Law school is built up as this big bugaboo, and that can translate into a lot of fear and negativity that colors people's experiences before they even get to their first day of class. That's a shame. Law school is hard, but it can also be a wonderful, intellectually formative experience - and a fun time. My law school experience had its rough patches, but overall, it was a great time.
One big source of the negativity is the unknown. Wherever you're coming from - straight out of college, military, gap year, another career, whatever - law school will almost certainly be a new experience, very different from anything you've done before. It will teach you to read, write, speak, and think in modes and categories that are probably alien to you. That's exciting and fun, but it can also be disorienting and nerve-wracking.
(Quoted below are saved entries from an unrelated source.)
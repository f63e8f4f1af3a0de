// Copyright (C) 2025-present The NetGauze Authors.
//
// Licensed under the Apache License, Version 2.0 (the "License");
// you may not use this file except in compliance with the License.
// You may obtain a copy of the License at
//
//    http://www.apache.org/licenses/LICENSE-2.0
//
// Unless required by applicable law or agreed to in writing, software
// distributed under the License is distributed on an "AS IS" BASIS,
// WITHOUT WARRANTIES OR CONDITIONS OF ANY KIND, either express or
// implied.
// See the License for the specific language governing permissions and
// limitations under the License.

//! Raw per-interval snapshots kept while failure debugging is enabled.
//!
//! The tracker records, for every interval an update touched, the raw value
//! of each updated argument, and marks every interval the engine evaluated or
//! finalized. [DebugTracker::payload] turns it into a serializable
//! [DebugPayload]:
//!
//! ```text
//! {"processedIntervals": [
//!   {"intervalStartTs": 1735689600000, "intervalEndTs": 1735693200000,
//!    "updatedArguments": {"temp": 21.5}, "result": {"avgTemp": 21.5}}
//! ]}
//! ```

use crate::{interval::IntervalKey, value::Value};
use chrono::{DateTime, Utc};
use indexmap::IndexMap;
use serde::{Deserialize, Serialize};
use std::collections::BTreeMap;

#[derive(Debug, Clone, PartialEq, Serialize, Deserialize)]
#[serde(rename_all = "camelCase")]
pub struct ProcessedInterval {
    #[serde(with = "chrono::serde::ts_milliseconds")]
    pub interval_start_ts: DateTime<Utc>,
    #[serde(with = "chrono::serde::ts_milliseconds")]
    pub interval_end_ts: DateTime<Utc>,
    #[serde(default, skip_serializing_if = "::std::option::Option::is_none")]
    pub updated_arguments: Option<IndexMap<String, serde_json::Value>>,
    #[serde(default, skip_serializing_if = "::std::option::Option::is_none")]
    pub result: Option<IndexMap<String, Value>>,
}

impl ProcessedInterval {
    fn new(interval: &IntervalKey) -> Self {
        Self {
            interval_start_ts: interval.start(),
            interval_end_ts: interval.end(),
            updated_arguments: None,
            result: None,
        }
    }
}

#[derive(Debug, Clone, Default, PartialEq, Serialize, Deserialize)]
#[serde(rename_all = "camelCase")]
pub struct DebugPayload {
    pub processed_intervals: Vec<ProcessedInterval>,
}

#[derive(Debug, Clone, Default)]
pub struct DebugTracker {
    intervals: BTreeMap<IntervalKey, ProcessedInterval>,
}

impl DebugTracker {
    pub fn new() -> Self {
        Self::default()
    }

    pub fn is_empty(&self) -> bool {
        self.intervals.is_empty()
    }

    /// Records the raw value an argument had when it updated `interval`
    pub fn record_argument(
        &mut self,
        interval: &IntervalKey,
        argument: &str,
        raw: Option<serde_json::Value>,
    ) {
        let entry = self
            .intervals
            .entry(*interval)
            .or_insert_with(|| ProcessedInterval::new(interval));
        if let Some(raw) = raw {
            entry
                .updated_arguments
                .get_or_insert_with(IndexMap::new)
                .insert(argument.to_string(), raw);
        }
    }

    /// Marks `interval` as looked at, with the values computed for it if any.
    /// Metrics without a value are left out.
    pub fn record_processed(&mut self, interval: &IntervalKey, values: Option<&IndexMap<String, Value>>) {
        let entry = self
            .intervals
            .entry(*interval)
            .or_insert_with(|| ProcessedInterval::new(interval));
        if let Some(values) = values.filter(|values| !values.is_empty()) {
            let result = entry.result.get_or_insert_with(IndexMap::new);
            for (name, value) in values {
                result.insert(name.clone(), value.clone());
            }
        }
    }

    pub fn payload(&self) -> DebugPayload {
        DebugPayload {
            processed_intervals: self.intervals.values().cloned().collect(),
        }
    }
}

#[cfg(test)]
mod tests {
    use super::*;
    use chrono::{TimeDelta, TimeZone};

    fn hour(h: u32) -> IntervalKey {
        let start = Utc.with_ymd_and_hms(2025, 1, 1, h, 0, 0).unwrap();
        IntervalKey::new(start, start + TimeDelta::hours(1), TimeDelta::hours(1))
    }

    #[test]
    fn test_payload_shape() {
        let mut tracker = DebugTracker::new();
        tracker.record_argument(&hour(1), "temp", Some(serde_json::json!(21.5)));
        tracker.record_processed(
            &hour(1),
            Some(&IndexMap::from([("avgTemp".to_string(), Value::Double(21.5))])),
        );
        tracker.record_processed(&hour(0), None);

        let json = serde_json::to_value(tracker.payload()).unwrap();
        assert_eq!(
            json,
            serde_json::json!({"processedIntervals": [
                {"intervalStartTs": 1735689600000i64, "intervalEndTs": 1735693200000i64},
                {
                    "intervalStartTs": 1735693200000i64,
                    "intervalEndTs": 1735696800000i64,
                    "updatedArguments": {"temp": 21.5},
                    "result": {"avgTemp": 21.5}
                }
            ]})
        );
    }

    #[test]
    fn test_missing_raw_value_is_omitted() {
        let mut tracker = DebugTracker::new();
        tracker.record_argument(&hour(2), "temp", None);
        tracker.record_processed(&hour(2), Some(&IndexMap::new()));
        let payload = tracker.payload();
        assert_eq!(payload.processed_intervals.len(), 1);
        assert_eq!(payload.processed_intervals[0].updated_arguments, None);
        assert_eq!(payload.processed_intervals[0].result, None);
    }
}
My first piece of advice, then, is to spend some time in the summer before law school getting some baseline familiarity with the world of law/law school - scoping out the wild ride that is 1L year. One great way to do this is talking with lawyers, current law students, and law professors. Make a point to reach out to anybody you know in these categories, asking to chat over coffee or lunch. If your experience is anything like mine was, you'll be pleasantly surprised by just how eager most people are to help.
Books are another great way to scope out the field. Stay away from the sensational stuff - books like Scott Turow's 1L: The Turbulent True Story of a First Year at Harvard Law are fun, but they'll scare you more than they'll actually help. I read three very helpful books that I'd recommend to any incoming law student:
- Jay Feinman, Law 101: Everything You Need to Know About American Law: My dad gave me this the summer before law school, and it was amazingly helpful. It's written for non-lawyers, but it gives a great overview of the main fields you'll study as a first-year law student: constitutional law, civil procedure, criminal law, criminal procedure, property, contracts, and torts. It's mostly a high-level introduction, but for each field, it delves into one or two legal doctrines and does a good job of showing you what nuanced legal reasoning looks like. It certainly won't teach you all the details you'll need to pass your classes, but it'll give you a great sample, or roadmap, before you start.
- Richard Michael Fischl & Jeremy Paul, Getting to Maybe: How to Excel on Law School Exams: If there's one indispensable book every law student should read, it's this. This will teach you what law school probably won't: how to succeed on law school exams. Law school exams are very different from any test you've ever taken, and succeeding on a law school exam is a skill in itself, distinct from actually knowing the law. Moreover, the learning curve is brutal: your whole grade for each course will likely come from one or two tests, and the curve means you're competing against your classmates. The top grades will go to whoever can master law school test-taking the fastest. The short version of this book is that law school exams are really more like written performances than tests; the point isn't to give the right answer, but to show you can spot salient facts, cite the relevant legal rules, and apply the rules to the facts, often recognizing that the result could go either way. For a much better and more thorough explanation, go read this book. If not now, definitely crack it open before your exams.
- Jonathan Harr, A Civil Action: My civil procedure professor assigned this book as supplemental reading, and I'm so glad he did. It's a wonderfully written true story about a high-profile toxic tort case in Woburn, Massachusetts, in the 1980s. Not only was it a breath of fresh air after reading endless pages of old civil procedure cases; it did a great job of contextualizing abstract legal concepts and bringing them down to earth. I read it during my first semester, but if you're looking for something to start before school, this is a great choice.